ZPK Moderation API - Technical Documentation

An API to detect harmful texts using artificial intelligence, capable of detecting threats, or messages that incite or support hate.

An API that allows you to detect harmful messages written in applications or websites. It's not just text filtering, artificial intelligence is used to contextualize messages and better determine possible harmful behavior.

Minimizing false positives: This API can more successfully discern than traditional systems between messages that mention dangerous attitudes, and messages that incite those dangerous attitudes, minimizing false positives.

Minimizing false negatives: Artificial intelligence also makes it possible to detect harmful messages even when they are not using 'filtered' words, detecting for example veiled threats, or insults that do not directly use foul language.

API connection

Server and protocols involved.

API connection details
Server:	https://zpk.systems
Scheme:	HTTPS, secure connections only.
Protocol:	JSON recommended Sending a JSON in the request body, and specifying a Content-Type: application/json header in the request Files should be sent encoded as a base64 string. Form-Data not recommended Format used in web forms, not recommended. When sending a form_data request you can send all the fields separately. However if the request is very large we recommend that you send the content of the request in a single text field called _json (with an underscore).

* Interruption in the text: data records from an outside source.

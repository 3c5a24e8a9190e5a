//! # souq-grid
//!
//! A tabular data-grid engine for admin screens.
//!
//! A [`DataTable`] reconciles four axes over a slice of rows:
//!
//! - Visible columns, switched from a column menu
//! - Free-text search, committed on demand or debounced while typing
//! - Single-column sorting with a three-state header cycle
//! - Pagination with a page-size selector
//!
//! Tables run in one of two modes, picked once when the table is built:
//!
//! - **Local**: all rows are in memory. The engine filters, sorts and
//!   slices them.
//! - **Delegated**: the caller owns filtering and paging and hands over one
//!   page at a time. The engine renders it as is and reports interactions
//!   through [`Callbacks`].
//!
//! ## Quick Start
//!
//! ```
//! use souq_grid::{Column, DataTable, TableOptions};
//!
//! struct City {
//!     name: String,
//!     ads: i64,
//! }
//!
//! let columns = vec![
//!     Column::new("name", "City", |c: &City| c.name.clone()),
//!     Column::new("ads", "Ads", |c: &City| c.ads).sortable(true),
//! ];
//! let rows = vec![
//!     City { name: "Riyadh".into(), ads: 12 },
//!     City { name: "Jeddah".into(), ads: 7 },
//! ];
//!
//! let mut table = DataTable::new(&columns, TableOptions::new()).unwrap();
//! table.click_header("ads");
//!
//! let view = table.view(&rows);
//! assert_eq!(view.column_text("name"), vec!["Jeddah", "Riyadh"]);
//! ```
//!
//! Rendering is left to the front end: [`DataTable::view`] returns a
//! [`TableView`] with headers, cells, toolbar and pager already computed.

pub mod column;
pub mod error;
pub mod pagination;
pub mod search;
pub mod sort;
pub mod table;
pub mod value;
pub mod view;
pub mod visibility;

pub use column::{prepare_columns, Align, CellContext, Column, PreparedColumn};
pub use error::{GridError, Result};
pub use pagination::{
    page_count, pager_items, PageItem, Pagination, PaginationMode, DEFAULT_PER_PAGE,
    DEFAULT_PER_PAGE_OPTIONS,
};
pub use search::{filter_rows, RowFilter, SearchBox, DEFAULT_SEARCH_DEBOUNCE};
pub use sort::{ActiveSort, SortDirection, SortState};
pub use table::{Callbacks, DataTable, TableOptions};
pub use value::{CellContent, CellValue};
pub use view::{
    BodyCell, BodyRow, ColumnToggle, EmptyAction, EmptyState, HeaderCell, Pager, RowKeyContext,
    TableView, Toolbar,
};
pub use visibility::VisibilityStore;
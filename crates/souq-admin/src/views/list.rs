//! Admin list view.
//!
//! The whole table state lives in the query string, so every link of the
//! rendered page leads to the next state of the table:
//!
//! | Parameter  | Meaning                                         |
//! |------------|-------------------------------------------------|
//! | `page`     | Current page (1-based)                          |
//! | `q`        | Search query                                    |
//! | `o`        | Sort column, `-` prefix for descending          |
//! | `per_page` | Page size                                       |
//! | `toggle`   | Comma-separated columns flipped from default    |

use std::collections::HashMap;
use std::hash::BuildHasher;

use serde::de::DeserializeOwned;
use souq_grid::{DataTable, SortDirection};
use tracing::{debug, warn};

use crate::api::{ApiResponse, RowsPayload};
use crate::error::Result;
use crate::screens::{
    advertisings_screen, categories_screen, category_features_screen, users_screen, Resource,
    Screen,
};
use crate::site::AdminSite;
use crate::templates::{render_data_table, TableLinks};

use super::render_admin_page;

/// Parameters for the list view.
#[derive(Debug, Clone, PartialEq, Eq)]
pub struct ListViewParams {
    /// Current page number (1-indexed).
    pub page: usize,
    /// Search query.
    pub search: Option<String>,
    /// Sort column (prefix with - for descending).
    pub ordering: Option<String>,
    /// Page size, the screen default when unset.
    pub per_page: Option<usize>,
    /// Columns whose visibility is flipped from their default.
    pub toggled: Vec<String>,
}

impl Default for ListViewParams {
    fn default() -> Self {
        Self {
            page: 1,
            search: None,
            ordering: None,
            per_page: None,
            toggled: Vec::new(),
        }
    }
}

impl ListViewParams {
    /// Parses list view parameters from decoded query pairs.
    #[must_use]
    pub fn from_query<S: BuildHasher>(query: &HashMap<String, String, S>) -> Self {
        let page = query
            .get("page")
            .and_then(|p| p.parse().ok())
            .unwrap_or(1)
            .max(1);

        let search = query
            .get("q")
            .map(|s| s.trim().to_string())
            .filter(|s| !s.is_empty());

        let ordering = query.get("o").cloned().filter(|s| !s.is_empty());

        let per_page = query
            .get("per_page")
            .and_then(|p| p.parse().ok())
            .filter(|n: &usize| *n > 0);

        let toggled = query
            .get("toggle")
            .map(|t| {
                t.split(',')
                    .map(str::trim)
                    .filter(|s| !s.is_empty())
                    .map(str::to_string)
                    .collect()
            })
            .unwrap_or_default();

        Self {
            page,
            search,
            ordering,
            per_page,
            toggled,
        }
    }

    /// Parses a raw query string such as `?page=2&q=ali`.
    #[must_use]
    pub fn parse(query_string: &str) -> Self {
        let query: HashMap<String, String> = query_string
            .trim_start_matches('?')
            .split('&')
            .filter(|pair| !pair.is_empty())
            .map(|pair| {
                pair.split_once('=').map_or_else(
                    || (urldecoding_simple(pair), String::new()),
                    |(k, v)| (urldecoding_simple(k), urldecoding_simple(v)),
                )
            })
            .collect();
        Self::from_query(&query)
    }

    fn pairs(&self) -> Vec<(&'static str, String)> {
        let mut pairs = Vec::new();

        if self.page > 1 {
            pairs.push(("page", self.page.to_string()));
        }
        if let Some(ref q) = self.search {
            pairs.push(("q", q.clone()));
        }
        if let Some(ref o) = self.ordering {
            pairs.push(("o", o.clone()));
        }
        if let Some(n) = self.per_page {
            pairs.push(("per_page", n.to_string()));
        }
        if !self.toggled.is_empty() {
            pairs.push(("toggle", self.toggled.join(",")));
        }
        pairs
    }

    /// Builds a query string from parameters.
    #[must_use]
    pub fn to_query_string(&self) -> String {
        let parts: Vec<String> = self
            .pairs()
            .into_iter()
            .map(|(k, v)| format!("{k}={}", urlencoding_simple(&v)))
            .collect();

        if parts.is_empty() {
            String::new()
        } else {
            format!("?{}", parts.join("&"))
        }
    }

    /// Returns the requested sort.
    #[must_use]
    pub fn sort(&self) -> Option<(&str, SortDirection)> {
        let ordering = self.ordering.as_deref()?;
        Some(
            ordering
                .strip_prefix('-')
                .map_or((ordering, SortDirection::Asc), |column| {
                    (column, SortDirection::Desc)
                }),
        )
    }

    /// Returns the ordering after a click on the header of `column`:
    /// ascending, then descending, then none.
    #[must_use]
    pub fn next_ordering(&self, column: &str) -> Option<String> {
        match self.sort() {
            Some((current, SortDirection::Asc)) if current == column => Some(format!("-{column}")),
            Some((current, SortDirection::Desc)) if current == column => None,
            _ => Some(column.to_string()),
        }
    }

    /// Same parameters on another page.
    #[must_use]
    pub fn with_page(&self, page: usize) -> Self {
        Self {
            page: page.max(1),
            ..self.clone()
        }
    }

    /// Same parameters with `column` flipped in the toggle list.
    #[must_use]
    pub fn with_toggled(&self, column: &str) -> Self {
        let mut next = self.clone();
        let before = next.toggled.len();
        next.toggled.retain(|c| c != column);
        if next.toggled.len() == before {
            next.toggled.push(column.to_string());
        }
        next
    }

    /// Applies search, sort and column toggles to a table.
    ///
    /// Unknown or unsortable columns in the parameters are skipped: links
    /// may outlive a change of the screen's columns.
    pub fn apply_view_state<T>(&self, table: &mut DataTable<T>) {
        table.set_search_query(self.search.as_deref().unwrap_or(""));

        if let Some((column, direction)) = self.sort() {
            if let Err(e) = table.set_sort(column, Some(direction)) {
                warn!(error = %e, "ignoring sort parameter");
            }
        }

        for column in &self.toggled {
            if !table.toggle_column(column) {
                warn!(column = %column, "ignoring toggle of a fixed or unknown column");
            }
        }
    }

    /// Applies every parameter to a locally paged table.
    pub fn apply<T>(&self, table: &mut DataTable<T>, rows: &[T]) {
        if let Some(n) = self.per_page {
            table.set_per_page(n);
        }
        self.apply_view_state(table);
        if self.page > 1 && !table.go_to_page(rows, self.page) {
            debug!(page = self.page, "requested page out of range, staying on page 1");
        }
    }
}

/// Links of a list page, built from its current parameters.
#[derive(Debug, Clone)]
pub struct ListLinks<'a> {
    /// URL of the list page.
    pub list_url: &'a str,
    /// Current parameters.
    pub params: &'a ListViewParams,
}

impl ListLinks<'_> {
    fn url(&self, params: &ListViewParams) -> String {
        format!("{}{}", self.list_url, params.to_query_string())
    }
}

impl TableLinks for ListLinks<'_> {
    fn page(&self, page: usize) -> String {
        self.url(&self.params.with_page(page))
    }

    fn sort(&self, column: &str) -> String {
        self.url(&ListViewParams {
            ordering: self.params.next_ordering(column),
            ..self.params.clone()
        })
    }

    fn toggle(&self, column: &str) -> String {
        self.url(&self.params.with_toggled(column))
    }

    fn clear_search(&self) -> String {
        self.url(&ListViewParams {
            page: 1,
            search: None,
            ..self.params.clone()
        })
    }

    fn hidden_fields(&self, edited: &str) -> Vec<(String, String)> {
        self.params
            .pairs()
            .into_iter()
            .filter(|(k, _)| *k != edited && *k != "page")
            .map(|(k, v)| (k.to_string(), v))
            .collect()
    }

    fn row(&self, key: &str) -> Option<String> {
        Some(format!("{}{}/change/", self.list_url, urlencoding_simple(key)))
    }
}

/// Renders a list page for rows already run through `table`.
#[must_use]
pub fn list_view<T>(
    site: &AdminSite,
    resource: Resource,
    table: &DataTable<T>,
    rows: &[T],
    params: &ListViewParams,
) -> String {
    let list_url = site.list_url(resource);
    let links = ListLinks {
        list_url: &list_url,
        params,
    };
    let content = render_data_table(&table.view(rows), &links);

    let breadcrumbs = vec![
        ("Home".to_string(), Some(site.home_url())),
        (resource.title().to_string(), None),
    ];

    render_admin_page(
        site,
        resource.title(),
        Some(list_url.clone()),
        content,
        breadcrumbs,
        Vec::new(),
    )
}

/// Renders a screen from an API response body.
///
/// A paginated payload switches the screen to server paging and keeps the
/// page the server sent. A plain list is searched, sorted and paged here.
///
/// # Errors
///
/// Returns [`crate::AdminError::Json`] for a body that does not parse,
/// [`crate::AdminError::Api`] for a failed response and
/// [`crate::AdminError::Grid`] when the screen's table cannot be built.
pub fn render_screen<T: DeserializeOwned>(
    site: &AdminSite,
    screen: Screen<T>,
    body: &str,
    params: &ListViewParams,
) -> Result<String> {
    let response: ApiResponse<RowsPayload<T>> = serde_json::from_str(body)?;
    let payload = response.into_result()?;
    let resource = screen.resource;

    debug!(
        resource = %resource,
        rows = payload.rows().len(),
        paged = payload.is_paged(),
        "rendering list"
    );

    match payload {
        RowsPayload::Page(page) => {
            let screen = screen.delegated(page.pagination_mode());
            let mut table = screen.table()?;
            params.apply_view_state(&mut table);
            page.sync(&mut table);
            Ok(list_view(site, resource, &table, &page.data, params))
        }
        RowsPayload::All(rows) => {
            let mut table = screen.table()?;
            params.apply(&mut table, &rows);
            Ok(list_view(site, resource, &table, &rows, params))
        }
    }
}

/// Renders the screen of `resource` from an API response body.
///
/// # Errors
///
/// Fails like [`render_screen`].
pub fn render_resource(
    site: &AdminSite,
    resource: Resource,
    body: &str,
    params: &ListViewParams,
) -> Result<String> {
    match resource {
        Resource::Users => render_screen(site, users_screen(), body, params),
        Resource::Categories => render_screen(site, categories_screen(), body, params),
        Resource::CategoryFeatures => {
            render_screen(site, category_features_screen(), body, params)
        }
        Resource::Advertisings => render_screen(site, advertisings_screen(), body, params),
    }
}

/// Simple URL encoding.
fn urlencoding_simple(s: &str) -> String {
    let mut out = String::with_capacity(s.len());
    for byte in s.bytes() {
        match byte {
            b'a'..=b'z' | b'A'..=b'Z' | b'0'..=b'9' | b'-' | b'_' | b'.' | b'~' | b',' => {
                out.push(char::from(byte));
            }
            b' ' => out.push('+'),
            _ => out.push_str(&format!("%{byte:02X}")),
        }
    }
    out
}

/// Decodes `+` and `%XX` escapes. Malformed escapes are kept as is.
fn urldecoding_simple(s: &str) -> String {
    let bytes = s.as_bytes();
    let mut out = Vec::with_capacity(bytes.len());
    let mut i = 0;
    while i < bytes.len() {
        match bytes[i] {
            b'+' => out.push(b' '),
            b'%' if i + 2 < bytes.len() => {
                let hex = std::str::from_utf8(&bytes[i + 1..i + 3])
                    .ok()
                    .and_then(|h| u8::from_str_radix(h, 16).ok());
                out.push(hex.unwrap_or(b'%'));
                if hex.is_some() {
                    i += 2;
                }
            }
            byte => out.push(byte),
        }
        i += 1;
    }
    String::from_utf8_lossy(&out).into_owned()
}
#![allow(dead_code)]

use serde_json::{json, Value};

const USER_NAMES: [&str; 12] = [
    "Ahmad",
    "Ali Hassan",
    "Basma",
    "Dalia",
    "Emad",
    "Fatima",
    "Ghada",
    "Hani",
    "Iman",
    "Jamal",
    "Kareem",
    "Latifa",
];

const CITIES: [&str; 3] = ["Riyadh", "Jeddah", "Dammam"];

/// 12 users, registered on consecutive days of March 2024 (id 1 first).
/// "ali" matches "Ali Hassan" (id 2) and "Dalia" (id 4).
pub fn users() -> Vec<Value> {
    USER_NAMES
        .iter()
        .enumerate()
        .map(|(i, name)| {
            let id = i + 1;
            json!({
                "id": id,
                "name": name,
                "email": format!("user{id}@souq.example"),
                "phone": format!("0500000{id:03}"),
                "city": CITIES[i % CITIES.len()],
                "role": if id == 1 { "admin" } else { "user" },
                "ads_count": id * 2,
                "created_at": format!("2024-03-{id:02}T08:00:00Z"),
            })
        })
        .collect()
}

pub fn ok_body(data: Value) -> String {
    json!({ "success": true, "data": data }).to_string()
}

pub fn users_body() -> String {
    ok_body(Value::Array(users()))
}

pub fn advertising(id: u64, title: &str) -> Value {
    json!({
        "id": id,
        "title": title,
        "category": "Cars",
        "city": "Riyadh",
        "price": 1000.0 * f64::from(u32::try_from(id).unwrap()),
        "owner": "Omar",
        "status": "active",
        "views": id * 7,
        "created_at": format!("2024-05-{id:02}T10:00:00Z"),
    })
}

/// Page 2 of a server-paginated list of 14 ads, three per page.
pub fn advertisings_page_body() -> String {
    ok_body(json!({
        "data": [
            advertising(4, "Camry 2019"),
            advertising(5, "Hilux"),
            advertising(6, "Land Cruiser"),
        ],
        "current_page": 2,
        "last_page": 5,
        "per_page": 3,
        "total": 14,
    }))
}

/// Returns the position of `needle` in `html`, panicking when absent.
pub fn position(html: &str, needle: &str) -> usize {
    html.find(needle)
        .unwrap_or_else(|| panic!("{needle:?} not found in rendered page"))
}
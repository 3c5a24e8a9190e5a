//! Column descriptors and the column model builder.
//!
//! Callers declare [`Column`]s with optional settings; [`prepare_columns`]
//! materializes every default into a [`PreparedColumn`] that the rest of
//! the engine works with.

use std::collections::HashSet;
use std::fmt;
use std::sync::Arc;

use serde::{Deserialize, Serialize};

use crate::error::{GridError, Result};
use crate::value::{CellContent, CellValue};

/// Reads a value out of a row.
pub type Accessor<T> = Arc<dyn Fn(&T) -> CellValue + Send + Sync>;

/// Produces the content of a cell.
pub type CellRenderer<T> = Arc<dyn Fn(&T, &CellContext) -> CellContent + Send + Sync>;

/// Position information handed to cell renderers.
///
/// Enough to compute running counters without redoing pagination math.
#[derive(Debug, Clone, Copy, PartialEq, Eq)]
pub struct CellContext {
    /// Index of the row on the current page (0-based).
    pub index: usize,
    /// Index of the row across all pages (0-based).
    pub global_index: usize,
    /// Current page (1-based).
    pub page: usize,
    /// Rows per page.
    pub page_size: usize,
}

/// Horizontal alignment of a column.
#[derive(Debug, Clone, Copy, Default, PartialEq, Eq, Serialize, Deserialize)]
#[serde(rename_all = "lowercase")]
pub enum Align {
    /// Left aligned.
    Left,
    /// Centered.
    Center,
    /// Right aligned, the natural start of a right-to-left script.
    #[default]
    Right,
}

impl Align {
    /// Returns the CSS `text-align` value.
    #[must_use]
    pub const fn as_str(self) -> &'static str {
        match self {
            Self::Left => "left",
            Self::Center => "center",
            Self::Right => "right",
        }
    }
}

/// A column as declared by the caller.
///
/// Every column needs a typed accessor. Sort and search values default to
/// the accessor when not given separately.
pub struct Column<T> {
    /// Unique id within the table.
    pub id: String,
    /// Header label.
    pub label: String,
    /// Reads the cell value.
    pub accessor: Accessor<T>,
    /// Custom cell renderer.
    pub render: Option<CellRenderer<T>>,
    /// Value used for sorting.
    pub sort_value: Option<Accessor<T>>,
    /// Value used for searching.
    pub search_value: Option<Accessor<T>>,
    /// Whether clicking the header sorts (default false).
    pub sortable: Option<bool>,
    /// Whether the search stage looks at this column (default true).
    pub searchable: Option<bool>,
    /// Whether the column menu can hide this column (default true).
    pub toggleable: Option<bool>,
    /// Initial visibility (default true).
    pub initial_visible: Option<bool>,
    /// Hidden until the user shows it. Overrides `initial_visible`.
    pub default_hidden: bool,
    /// Alignment (default right).
    pub align: Option<Align>,
    /// Extra CSS classes for the header cell.
    pub header_class: Option<String>,
    /// Extra CSS classes for body cells.
    pub cell_class: Option<String>,
}

impl<T: 'static> Column<T> {
    /// Creates a column reading its value with `accessor`.
    #[must_use]
    pub fn new<F, V>(id: impl Into<String>, label: impl Into<String>, accessor: F) -> Self
    where
        F: Fn(&T) -> V + Send + Sync + 'static,
        V: Into<CellValue> + 'static,
    {
        Self {
            id: id.into(),
            label: label.into(),
            accessor: Arc::new(move |row: &T| -> CellValue { accessor(row).into() }),
            render: None,
            sort_value: None,
            search_value: None,
            sortable: None,
            searchable: None,
            toggleable: None,
            initial_visible: None,
            default_hidden: false,
            align: None,
            header_class: None,
            cell_class: None,
        }
    }

    /// Sets a custom cell renderer.
    #[must_use]
    pub fn render<F, C>(mut self, render: F) -> Self
    where
        F: Fn(&T, &CellContext) -> C + Send + Sync + 'static,
        C: Into<CellContent> + 'static,
    {
        self.render = Some(Arc::new(move |row: &T, ctx: &CellContext| -> CellContent {
            render(row, ctx).into()
        }));
        self
    }

    /// Sets the value used for sorting.
    #[must_use]
    pub fn sort_value<F, V>(mut self, extract: F) -> Self
    where
        F: Fn(&T) -> V + Send + Sync + 'static,
        V: Into<CellValue> + 'static,
    {
        self.sort_value = Some(Arc::new(move |row: &T| -> CellValue { extract(row).into() }));
        self
    }

    /// Sets the value used for searching.
    #[must_use]
    pub fn search_value<F, V>(mut self, extract: F) -> Self
    where
        F: Fn(&T) -> V + Send + Sync + 'static,
        V: Into<CellValue> + 'static,
    {
        self.search_value = Some(Arc::new(move |row: &T| -> CellValue { extract(row).into() }));
        self
    }
}

impl<T> Column<T> {
    /// Sets whether the column is sortable.
    #[must_use]
    pub const fn sortable(mut self, v: bool) -> Self {
        self.sortable = Some(v);
        self
    }

    /// Sets whether the column is searchable.
    #[must_use]
    pub const fn searchable(mut self, v: bool) -> Self {
        self.searchable = Some(v);
        self
    }

    /// Sets whether the column can be hidden.
    #[must_use]
    pub const fn toggleable(mut self, v: bool) -> Self {
        self.toggleable = Some(v);
        self
    }

    /// Sets the initial visibility.
    #[must_use]
    pub const fn initially_visible(mut self, v: bool) -> Self {
        self.initial_visible = Some(v);
        self
    }

    /// Hides the column until the user shows it.
    #[must_use]
    pub const fn default_hidden(mut self) -> Self {
        self.default_hidden = true;
        self
    }

    /// Sets the alignment.
    #[must_use]
    pub const fn align(mut self, align: Align) -> Self {
        self.align = Some(align);
        self
    }

    /// Adds CSS classes to the header cell.
    #[must_use]
    pub fn header_class(mut self, class: impl Into<String>) -> Self {
        self.header_class = Some(class.into());
        self
    }

    /// Adds CSS classes to body cells.
    #[must_use]
    pub fn cell_class(mut self, class: impl Into<String>) -> Self {
        self.cell_class = Some(class.into());
        self
    }
}

// Manual Clone implementation to avoid T: Clone bound
impl<T> Clone for Column<T> {
    fn clone(&self) -> Self {
        Self {
            id: self.id.clone(),
            label: self.label.clone(),
            accessor: Arc::clone(&self.accessor),
            render: self.render.clone(),
            sort_value: self.sort_value.clone(),
            search_value: self.search_value.clone(),
            sortable: self.sortable,
            searchable: self.searchable,
            toggleable: self.toggleable,
            initial_visible: self.initial_visible,
            default_hidden: self.default_hidden,
            align: self.align,
            header_class: self.header_class.clone(),
            cell_class: self.cell_class.clone(),
        }
    }
}

impl<T> fmt::Debug for Column<T> {
    fn fmt(&self, f: &mut fmt::Formatter<'_>) -> fmt::Result {
        f.debug_struct("Column")
            .field("id", &self.id)
            .field("label", &self.label)
            .field("sortable", &self.sortable)
            .field("searchable", &self.searchable)
            .field("toggleable", &self.toggleable)
            .finish_non_exhaustive()
    }
}

/// A column with every default materialized.
#[allow(clippy::struct_excessive_bools)]
pub struct PreparedColumn<T> {
    /// Unique id within the table.
    pub id: String,
    /// Header label.
    pub label: String,
    /// Whether clicking the header sorts.
    pub sortable: bool,
    /// Whether the search stage looks at this column.
    pub searchable: bool,
    /// Whether the column menu can hide this column.
    pub toggleable: bool,
    /// Visibility before any user choice.
    pub initial_visible: bool,
    /// Alignment.
    pub align: Align,
    /// Extra CSS classes for the header cell.
    pub header_class: Option<String>,
    /// Extra CSS classes for body cells.
    pub cell_class: Option<String>,
    accessor: Accessor<T>,
    render: Option<CellRenderer<T>>,
    sort_value: Accessor<T>,
    search_value: Accessor<T>,
}

impl<T> PreparedColumn<T> {
    fn from_column(column: &Column<T>) -> Self {
        let initial_visible = if column.default_hidden {
            false
        } else {
            column.initial_visible.unwrap_or(true)
        };

        Self {
            id: column.id.clone(),
            label: column.label.clone(),
            sortable: column.sortable.unwrap_or(false),
            searchable: column.searchable.unwrap_or(true),
            toggleable: column.toggleable.unwrap_or(true),
            initial_visible,
            align: column.align.unwrap_or_default(),
            header_class: column.header_class.clone(),
            cell_class: column.cell_class.clone(),
            accessor: Arc::clone(&column.accessor),
            render: column.render.clone(),
            sort_value: column
                .sort_value
                .clone()
                .unwrap_or_else(|| Arc::clone(&column.accessor)),
            search_value: column
                .search_value
                .clone()
                .unwrap_or_else(|| Arc::clone(&column.accessor)),
        }
    }

    /// Reads the display value of this column.
    #[must_use]
    pub fn value(&self, row: &T) -> CellValue {
        (self.accessor)(row)
    }

    /// Reads the sort key of this column.
    #[must_use]
    pub fn sort_key(&self, row: &T) -> CellValue {
        (self.sort_value)(row)
    }

    /// Returns the lower-cased search text of this column.
    #[must_use]
    pub fn search_text(&self, row: &T) -> String {
        (self.search_value)(row).search_text()
    }

    /// Renders the cell, falling back to the value's text or `-`.
    #[must_use]
    pub fn render_cell(&self, row: &T, ctx: &CellContext) -> CellContent {
        if let Some(render) = &self.render {
            return render(row, ctx);
        }
        match self.value(row) {
            CellValue::Null => CellContent::text("-"),
            value => CellContent::Text(value.to_string()),
        }
    }
}

// Manual Clone implementation to avoid T: Clone bound
impl<T> Clone for PreparedColumn<T> {
    fn clone(&self) -> Self {
        Self {
            id: self.id.clone(),
            label: self.label.clone(),
            sortable: self.sortable,
            searchable: self.searchable,
            toggleable: self.toggleable,
            initial_visible: self.initial_visible,
            align: self.align,
            header_class: self.header_class.clone(),
            cell_class: self.cell_class.clone(),
            accessor: Arc::clone(&self.accessor),
            render: self.render.clone(),
            sort_value: Arc::clone(&self.sort_value),
            search_value: Arc::clone(&self.search_value),
        }
    }
}

impl<T> fmt::Debug for PreparedColumn<T> {
    fn fmt(&self, f: &mut fmt::Formatter<'_>) -> fmt::Result {
        f.debug_struct("PreparedColumn")
            .field("id", &self.id)
            .field("label", &self.label)
            .field("sortable", &self.sortable)
            .field("searchable", &self.searchable)
            .field("toggleable", &self.toggleable)
            .field("initial_visible", &self.initial_visible)
            .field("align", &self.align)
            .finish_non_exhaustive()
    }
}

/// Materializes defaults for a list of declared columns.
///
/// # Errors
///
/// Fails with [`GridError::DuplicateColumn`] when two columns share an id.
pub fn prepare_columns<T>(columns: &[Column<T>]) -> Result<Vec<PreparedColumn<T>>> {
    let mut seen = HashSet::new();
    columns
        .iter()
        .map(|column| {
            if !seen.insert(column.id.as_str()) {
                return Err(GridError::DuplicateColumn(column.id.clone()));
            }
            Ok(PreparedColumn::from_column(column))
        })
        .collect()
}

/// Finds a prepared column by id.
#[must_use]
pub fn find_column<'c, T>(
    columns: &'c [PreparedColumn<T>],
    id: &str,
) -> Option<&'c PreparedColumn<T>> {
    columns.iter().find(|c| c.id == id)
}

#[cfg(test)]
mod tests {
    use super::*;

    struct Listing {
        title: String,
        price: Option<i64>,
    }

    fn listing(title: &str, price: Option<i64>) -> Listing {
        Listing {
            title: title.to_string(),
            price,
        }
    }

    #[test]
    fn test_defaults_materialized() {
        let columns = vec![Column::new("title", "Title", |l: &Listing| l.title.clone())];
        let prepared = prepare_columns(&columns).unwrap();

        let title = &prepared[0];
        assert!(!title.sortable);
        assert!(title.searchable);
        assert!(title.toggleable);
        assert!(title.initial_visible);
        assert_eq!(title.align, Align::Right);
    }

    #[test]
    fn test_default_hidden_wins_over_initial_visible() {
        let columns = vec![
            Column::new("price", "Price", |l: &Listing| l.price)
                .initially_visible(true)
                .default_hidden(),
            Column::new("title", "Title", |l: &Listing| l.title.clone()).initially_visible(false),
        ];
        let prepared = prepare_columns(&columns).unwrap();

        assert!(!prepared[0].initial_visible);
        assert!(!prepared[1].initial_visible);
    }

    #[test]
    fn test_duplicate_ids_rejected() {
        let columns = vec![
            Column::new("title", "Title", |l: &Listing| l.title.clone()),
            Column::new("title", "Other", |l: &Listing| l.title.clone()),
        ];
        let err = prepare_columns(&columns).unwrap_err();
        assert_eq!(err, GridError::DuplicateColumn("title".to_string()));
    }

    #[test]
    fn test_sort_and_search_fall_back_to_accessor() {
        let columns = vec![Column::new("title", "Title", |l: &Listing| l.title.clone())];
        let prepared = prepare_columns(&columns).unwrap();
        let row = listing("Red Bicycle", None);

        assert_eq!(prepared[0].sort_key(&row), CellValue::from("Red Bicycle"));
        assert_eq!(prepared[0].search_text(&row), "red bicycle");
    }

    #[test]
    fn test_render_fallbacks() {
        let columns = vec![
            Column::new("price", "Price", |l: &Listing| l.price),
            Column::new("title", "Title", |l: &Listing| l.title.clone())
                .render(|l: &Listing, ctx: &CellContext| {
                    format!("{}. {}", ctx.global_index + 1, l.title)
                }),
        ];
        let prepared = prepare_columns(&columns).unwrap();
        let row = listing("Sofa", None);
        let ctx = CellContext {
            index: 0,
            global_index: 10,
            page: 2,
            page_size: 10,
        };

        assert_eq!(prepared[0].render_cell(&row, &ctx), CellContent::text("-"));
        assert_eq!(prepared[1].render_cell(&row, &ctx), CellContent::text("11. Sofa"));
    }
}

This special parameter will be processed by our backend as if it were a regular JSON request.

The server to send the requests to is https://zpk.systems, using a secure HTTPS connection.

The recommended communication type is JSON, in which case we will specify in the connection a Content-Type: application/json, and we will send the request body as a valid JSON string.

Text scan

POST /api/moderator/scan

Parameter

Description

application_id

string required

An application id. You can get the id of an application by clicking on 'details' in your panel

api_key

string required

The API KEY of the application that makes the call to this API, you can obtain it in your panel, by clicking on the 'details' button of an application

messages

array required Max: 30

An array of elements each containing an element to be analyzed, these elements must contain at least the text to be analyzed, and optionally a source identifier and/or message identifier.

Parameter

Description

text

string required Max: 5.000 characters.

El texto a analizar, que no puede superar los 5000 caracteres

source_id

string optional Max: 15 characters.

A unique identifier of the message source, to detect harmful patterns that are repeated in the same message source.

The identifier may be linked to a specific self-imported social network feed, to comments written by a specific user, to a specific forum thread, to a user's messages in a specific chat conversation, or to any another source that you consider appropriate.

message_id

string optional Max: 15 characters.

A unique identifier of the specific text to be analyzed. This identifier is not used internally but is returned in requests, so you can identify the origin of each text if necessary.

Scan Response

Response structure

Response structure
Parameter	Description
success	boleano A boolean with value true if your request could be processed. Or false, in case of errors.
messages	array An array that will contain all the elements that were requested to be analyzed, with a score in different categories indicating possible alerts. See the following table for details about the elements of this array.
cost	float Cost of the request, in euros.

Structure of *messages* array
Parameter	Description
input	string The original text that was sent
source_id	string optional If a source_id was sent, it will contain the sent source_id.
message_id	string optional If a message_id message identifier was sent, it will contain the sent message_id identifier.
categories	Array of categories An array containing for each category an identifier of that category, a score, and an alert flag if text was detected that activates that specific category. The returned categories are: hate Hate messages, or incitement to hate. hate_threatening Threatening hate messages, such as inciting violence against a group or collective. self_harm Messages that promote, or to a lesser extent talk about, topics related to self-harm. sexual Messages of sexual content. sexual_minors Messages of sexual content related to minors. violence Messages with violent content. violence_graphic Messages with graphic violence content. Each category contains: id The category identifier: hate,hate_threatening,self_harm,sexual,sexual_minors,violence o violence_graphic score A float score that indicates the intensity of that category in the specific message. danger A message indicating alert whether the message was classified in this category true, or not false.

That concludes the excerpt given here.